The man is shivering from head to toe. His teeth are chattering. His bed shakes back and forth as if the floor were trembling beneath him.
Me, Elisabeth d'Aulnières, shut away in Louis Clermont's inn. Pushed up the stairs. Forced through the doorway of the traveler's room. Crossing his threshold against my will. Left standing there in
the darkness, all by myself. Racked by the terrible shudders that shake his body. Sensing in the very fibers of my nerves, drawn taut, the utter anguish of his sleepless night. Imagining his agonizing day, relived in the shadows. The visions, sharp and clear, dancing before his bulging eyes, as he lies there on his bed. Feeling those visions, batlike, fluttering past my face.

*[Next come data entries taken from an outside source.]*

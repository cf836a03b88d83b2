use std::fs::{self, File};
use std::io::{self, BufWriter, Read, Write};
use std::path::{Path, PathBuf};
use std::sync::atomic::{AtomicBool, AtomicUsize, Ordering};

use dashmap::DashMap;
use dashmap::mapref::entry::Entry;

use crate::limits::*;

#[derive(Debug)]
pub enum StorageError {
    Io(io::Error),
    /// Stored bytes failed the integrity check or could not be decoded.
    Corrupt(String),
    QuotaExceeded { needed: usize, quota: usize },
    /// Storage switched off (private browsing, disabled by policy).
    Unavailable,
    InvalidKey(String),
}

impl std::fmt::Display for StorageError {
    fn fmt(&self, f: &mut std::fmt::Formatter<'_>) -> std::fmt::Result {
        match self {
            StorageError::Io(e) => write!(f, "storage I/O error: {e}"),
            StorageError::Corrupt(msg) => write!(f, "corrupt stored value: {msg}"),
            StorageError::QuotaExceeded { needed, quota } => {
                write!(f, "storage quota exceeded: {needed} bytes needed, quota {quota}")
            }
            StorageError::Unavailable => write!(f, "storage unavailable"),
            StorageError::InvalidKey(key) => write!(f, "invalid storage key: {key:?}"),
        }
    }
}

impl std::error::Error for StorageError {
    fn source(&self) -> Option<&(dyn std::error::Error + 'static)> {
        match self {
            StorageError::Io(e) => Some(e),
            _ => None,
        }
    }
}

impl From<io::Error> for StorageError {
    fn from(e: io::Error) -> Self {
        StorageError::Io(e)
    }
}

/// Synchronous string key-value storage scoped to one origin.
///
/// Several stores may share one instance; nothing here locks across them.
pub trait KeyValueStore: Send + Sync {
    /// `Ok(None)` means the key is absent.
    fn get(&self, key: &str) -> Result<Option<String>, StorageError>;
    fn set(&self, key: &str, value: &str) -> Result<(), StorageError>;
    /// Removing an absent key is not an error.
    fn remove(&self, key: &str) -> Result<(), StorageError>;
}

// ── In-memory ────────────────────────────────────────────────────

/// Quota-limited in-memory storage, the local-storage stand-in used by tests
/// and embedded shells.
pub struct MemoryStorage {
    entries: DashMap<String, String>,
    quota: usize,
    used: AtomicUsize,
    available: AtomicBool,
}

impl Default for MemoryStorage {
    fn default() -> Self {
        Self::new()
    }
}

impl MemoryStorage {
    pub fn new() -> Self {
        Self::with_quota(DEFAULT_STORAGE_QUOTA_BYTES)
    }

    pub fn with_quota(quota: usize) -> Self {
        Self {
            entries: DashMap::new(),
            quota,
            used: AtomicUsize::new(0),
            available: AtomicBool::new(true),
        }
    }

    /// Toggle availability; every call fails with `Unavailable` while off.
    pub fn set_available(&self, available: bool) {
        self.available.store(available, Ordering::SeqCst);
    }

    pub fn used_bytes(&self) -> usize {
        self.used.load(Ordering::SeqCst)
    }

    pub fn contains_key(&self, key: &str) -> bool {
        self.entries.contains_key(key)
    }

    /// Swap `release` bytes for `claim` bytes of the quota.
    fn reserve(&self, release: usize, claim: usize) -> Result<(), StorageError> {
        self.used
            .fetch_update(Ordering::SeqCst, Ordering::SeqCst, |used| {
                let needed = used - release + claim;
                (needed <= self.quota).then_some(needed)
            })
            .map(|_| ())
            .map_err(|used| StorageError::QuotaExceeded {
                needed: used - release + claim,
                quota: self.quota,
            })
    }

    fn check_available(&self) -> Result<(), StorageError> {
        if self.available.load(Ordering::SeqCst) {
            Ok(())
        } else {
            Err(StorageError::Unavailable)
        }
    }
}

impl KeyValueStore for MemoryStorage {
    fn get(&self, key: &str) -> Result<Option<String>, StorageError> {
        self.check_available()?;
        Ok(self.entries.get(key).map(|e| e.value().clone()))
    }

    fn set(&self, key: &str, value: &str) -> Result<(), StorageError> {
        self.check_available()?;
        let new_size = key.len() + value.len();
        match self.entries.entry(key.to_string()) {
            Entry::Occupied(mut entry) => {
                self.reserve(key.len() + entry.get().len(), new_size)?;
                entry.insert(value.to_string());
            }
            Entry::Vacant(entry) => {
                self.reserve(0, new_size)?;
                entry.insert(value.to_string());
            }
        }
        Ok(())
    }

    fn remove(&self, key: &str) -> Result<(), StorageError> {
        self.check_available()?;
        if let Some((k, v)) = self.entries.remove(key) {
            self.used.fetch_sub(k.len() + v.len(), Ordering::SeqCst);
        }
        Ok(())
    }
}

// ── File-backed ──────────────────────────────────────────────────

/// One file per key under a data directory.
///
/// Format per file: `[u32: len][utf-8 value][u32: crc32]`. Writes go to a
/// temp file that is fsynced and renamed over the old one, so a reader sees
/// either the previous value or the new one.
pub struct FileStorage {
    dir: PathBuf,
}

impl FileStorage {
    pub fn open(dir: impl Into<PathBuf>) -> io::Result<Self> {
        let dir = dir.into();
        fs::create_dir_all(&dir)?;
        Ok(Self { dir })
    }

    pub fn dir(&self) -> &Path {
        &self.dir
    }

    fn path_for(&self, key: &str) -> Result<PathBuf, StorageError> {
        if key.is_empty()
            || key.len() > MAX_STORAGE_KEY_LEN
            || !key
                .chars()
                .all(|c| c.is_ascii_alphanumeric() || c == '_' || c == '-')
        {
            return Err(StorageError::InvalidKey(key.to_string()));
        }
        Ok(self.dir.join(format!("{key}.kv")))
    }
}

fn encode_value(writer: &mut impl Write, value: &str) -> io::Result<()> {
    let payload = value.as_bytes();
    let len = u32::try_from(payload.len())
        .map_err(|_| io::Error::new(io::ErrorKind::InvalidInput, "value too large"))?;
    writer.write_all(&len.to_le_bytes())?;
    writer.write_all(payload)?;
    writer.write_all(&crc32fast::hash(payload).to_le_bytes())?;
    Ok(())
}

fn decode_value(bytes: &[u8]) -> Result<String, StorageError> {
    if bytes.len() < 8 {
        return Err(StorageError::Corrupt("truncated header".into()));
    }
    let (len_buf, rest) = bytes.split_at(4);
    let len = u32::from_le_bytes(len_buf.try_into().map_err(|_| {
        StorageError::Corrupt("bad length prefix".into())
    })?) as usize;
    if rest.len() != len + 4 {
        return Err(StorageError::Corrupt(format!(
            "length mismatch: header says {len}, found {}",
            rest.len().saturating_sub(4)
        )));
    }
    let (payload, crc_buf) = rest.split_at(len);
    let stored_crc = u32::from_le_bytes(
        crc_buf
            .try_into()
            .map_err(|_| StorageError::Corrupt("bad checksum".into()))?,
    );
    if stored_crc != crc32fast::hash(payload) {
        return Err(StorageError::Corrupt("checksum mismatch".into()));
    }
    String::from_utf8(payload.to_vec()).map_err(|e| StorageError::Corrupt(e.to_string()))
}

impl KeyValueStore for FileStorage {
    fn get(&self, key: &str) -> Result<Option<String>, StorageError> {
        let path = self.path_for(key)?;
        let mut file = match File::open(&path) {
            Ok(f) => f,
            Err(e) if e.kind() == io::ErrorKind::NotFound => return Ok(None),
            Err(e) => return Err(e.into()),
        };
        let mut bytes = Vec::new();
        file.read_to_end(&mut bytes)?;
        decode_value(&bytes).map(Some)
    }

    fn set(&self, key: &str, value: &str) -> Result<(), StorageError> {
        let path = self.path_for(key)?;
        let tmp_path = path.with_extension("kv.tmp");
        {
            let mut writer = BufWriter::new(File::create(&tmp_path)?);
            encode_value(&mut writer, value)?;
            writer.flush()?;
            writer.get_ref().sync_all()?;
        }
        fs::rename(&tmp_path, &path)?;
        Ok(())
    }

    fn remove(&self, key: &str) -> Result<(), StorageError> {
        let path = self.path_for(key)?;
        match fs::remove_file(&path) {
            Ok(()) => Ok(()),
            Err(e) if e.kind() == io::ErrorKind::NotFound => Ok(()),
            Err(e) => Err(e.into()),
        }
    }
}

I can hear his breathing, a rattling deep in his chest. The darkness, thick between us. The thought of that haggard race, so close. His weary body, shivering under piles of covers. And the sleigh blanket, stained with blood, smelling of blood. My heart, bent on its own damnation, praying that the darkness never ends. That the light will never shine on that man, lying there in the depths of darkness. My dying heart, praying that never again will he come before me, loom up before me, run to me, hold out his arms to me, take me in his arms. This man who just murdered another. In the cove at Kamouraska. His solitude, beyond belief . . . Calling the darkness down on his face. Like the pall pulled over the heads of the dead.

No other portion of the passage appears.